No association was found between desire to quit smoking, gender and age among physicians in Estonia. There is little information about whether gender is associated with desire and intent to quit smoking worldwide but the findings concerning successful cessation tend to show that women are less likely to stay abstinent23,25,29,30. It is possible that among women who desire to quit, less have serious health conditions that would otherwise motivate them to abstain from relapses. However, as men tend to be less active in seeking medical help, their health problems could be more serious and so motivating them to remain abstinent. Older age has also been shown to be a predictor of successful cessation, with increased cessation rates observed among those who were aged 45 years or older23. However, intention to quit has been shown to decrease with increasing age25. These findings might reflect a relationship between health issues and quitting smoking, since it has been shown that smoking physicians tend to believe that many people have smoked all their lives to an old age and did not become ill, hence smoking is not as dangerous as experts declare18.

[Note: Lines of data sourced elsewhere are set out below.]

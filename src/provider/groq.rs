//! Groq provider using the OpenAI-compatible Chat Completions API
//!
//! Requires `GROQ_API_KEY`, read on the first call rather than at
//! construction, so building a pipeline never needs credentials.

use super::{PromptRequest, PromptResponse, Provider, TokenUsage};
use crate::error::CrewError;
use anyhow::{anyhow, Context, Result};
use async_trait::async_trait;
use once_cell::sync::OnceCell;
use serde::{Deserialize, Serialize};

/// Groq API endpoint root
const GROQ_API_BASE: &str = "https://api.groq.com/openai/v1";

/// Environment variable holding the API key
pub const GROQ_API_KEY_VAR: &str = "GROQ_API_KEY";

const DEFAULT_MODEL: &str = "llama3-70b-8192";

/// Groq provider
pub struct GroqProvider {
    client: reqwest::Client,
    /// Resolved once, on first use
    api_key: OnceCell<String>,
    base_url: String,
    model: String,
}

impl GroqProvider {
    /// Create a provider that reads `GROQ_API_KEY` on first call
    pub fn new() -> Self {
        Self {
            client: reqwest::Client::new(),
            api_key: OnceCell::new(),
            base_url: GROQ_API_BASE.to_string(),
            model: DEFAULT_MODEL.to_string(),
        }
    }

    /// Create with a specific API key
    pub fn with_api_key(api_key: impl Into<String>) -> Self {
        let provider = Self::new();
        // Fresh cell, cannot already be set
        let _ = provider.api_key.set(api_key.into());
        provider
    }

    /// Point at another OpenAI-compatible endpoint root
    pub fn with_base_url(mut self, base_url: impl Into<String>) -> Self {
        self.base_url = base_url.into().trim_end_matches('/').to_string();
        self
    }

    fn api_key(&self) -> Result<&str, CrewError> {
        self.api_key
            .get_or_try_init(|| match std::env::var(GROQ_API_KEY_VAR) {
                Ok(key) if !key.trim().is_empty() => Ok(key),
                _ => Err(CrewError::MissingCredential {
                    var: GROQ_API_KEY_VAR.to_string(),
                }),
            })
            .map(String::as_str)
    }

    fn build_messages(&self, request: &PromptRequest) -> Vec<ChatMessage> {
        let mut messages = Vec::with_capacity(2);

        if let Some(ref system) = request.system_prompt {
            messages.push(ChatMessage {
                role: "system".to_string(),
                content: system.clone(),
            });
        }

        messages.push(ChatMessage {
            role: "user".to_string(),
            content: request.prompt.clone(),
        });

        messages
    }
}

impl Default for GroqProvider {
    fn default() -> Self {
        Self::new()
    }
}

#[async_trait]
impl Provider for GroqProvider {
    fn name(&self) -> &str {
        "groq"
    }

    fn default_model(&self) -> &str {
        &self.model
    }

    async fn execute(&self, request: PromptRequest) -> Result<PromptResponse> {
        let api_key = self.api_key()?;

        let payload = ChatCompletionRequest {
            model: if request.model.is_empty() {
                self.model.clone()
            } else {
                request.model.clone()
            },
            messages: self.build_messages(&request),
            max_tokens: request.max_tokens,
            temperature: request.temperature,
        };

        tracing::debug!(
            provider = "groq",
            model = %payload.model,
            messages_count = payload.messages.len(),
            "Sending request to Groq API"
        );

        let response = self
            .client
            .post(format!("{}/chat/completions", self.base_url))
            .bearer_auth(api_key)
            .json(&payload)
            .send()
            .await
            .context("Failed to send request to Groq API")?;

        if !response.status().is_success() {
            let status = response.status();
            let error_text = response.text().await.unwrap_or_default();
            tracing::error!(
                provider = "groq",
                status = %status,
                error = %error_text,
                "Groq API error"
            );
            return Err(anyhow!("Groq API error ({}): {}", status, error_text));
        }

        let api_response: ChatCompletionResponse = response
            .json()
            .await
            .context("Failed to parse Groq API response")?;

        let content = api_response
            .choices
            .into_iter()
            .next()
            .and_then(|c| c.message.content)
            .ok_or_else(|| anyhow!("Groq API response contained no message content"))?;

        let usage = match api_response.usage {
            Some(u) => TokenUsage::new(u.prompt_tokens, u.completion_tokens),
            None => TokenUsage::estimate(request.prompt.len(), content.len()),
        };

        tracing::debug!(
            provider = "groq",
            tokens = usage.total_tokens,
            "Groq API response received"
        );

        Ok(PromptResponse::new(content).with_usage(usage))
    }
}

// ============================================================================
// API TYPES
// ============================================================================

#[derive(Debug, Serialize)]
struct ChatCompletionRequest {
    model: String,
    messages: Vec<ChatMessage>,
    #[serde(skip_serializing_if = "Option::is_none")]
    max_tokens: Option<u32>,
    #[serde(skip_serializing_if = "Option::is_none")]
    temperature: Option<f32>,
}

#[derive(Debug, Serialize)]
struct ChatMessage {
    role: String,
    content: String,
}

#[derive(Debug, Deserialize)]
struct ChatCompletionResponse {
    #[serde(default)]
    choices: Vec<ChatChoice>,
    usage: Option<UsageInfo>,
}

#[derive(Debug, Deserialize)]
struct ChatChoice {
    message: ResponseMessage,
}

#[derive(Debug, Deserialize)]
struct ResponseMessage {
    content: Option<String>,
}

#[derive(Debug, Deserialize)]
struct UsageInfo {
    prompt_tokens: u32,
    completion_tokens: u32,
}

In this study, no association was found between desire to quit smoking and study year. This finding was unexpected since between 2002 and 2014 several major legislative changes occurred in terms of tobacco policy in Estonia. Also, most of the major hospitals joined the network for tobacco-free health services31 and now promote smoking cessation among their staff. However, smoking in health care establishments has been prohibited by the Tobacco Act in force from 2005.
Limitations and strengths
First, this study relied on self-reported data, thus self-representation bias should be considered since smokers tend to underestimate the amount smoked32. Second, the response rates of 67.8% in 2002 and 53.1% in 2014 may indicate underrepresentation of smokers. Third, as smoking prevalence has been declining, the sub-samples of smoking physicians were small. This may have led to limited statistical power in detecting differences. Despite these limitations, Estonian physicians’ smoking surveys provide excellent opportunity to analyse smoking behaviour as physicians can be considered as a homogenous sample and the survey methods were similar in both years.
CONCLUSIONS
More than half of Estonian physicians who smoked had a desire to quit smoking and nearly one-third was not sure about this. Desire to quit smoking was significantly associated with being concerned about harms of smoking, number of previous quit attempts, setting a good example and medical specialty.
The findings indicate that there is a need for smoking cessation counselling services that are addressed, especially for physicians in Estonia. In addition to face-to-face based counselling, alternatives like telephone and internet-based interventions should be considered to motivate quitting and support abstinence among physicians.
ACKNOWLEDGEMENTS
The authors would like to thank the entire team involved in designing and conducting the survey in 2002 and 2014.
CONFLICTS OF INTEREST
Both authors report grants from the Estonian Research Council during the conduct of the study. The authors have completed and submitted an ICMJE form for disclosure of potential conflicts of interest. The authors declare that they have no competing interests, financial or otherwise, related to the current work.
FUNDING
This work was supported by the Estonian Research Council (Grant Numbers PUT–299 and IUT34–17).
PROVENANCE AND PEER REVIEW
Not commissioned; externally peer reviewed.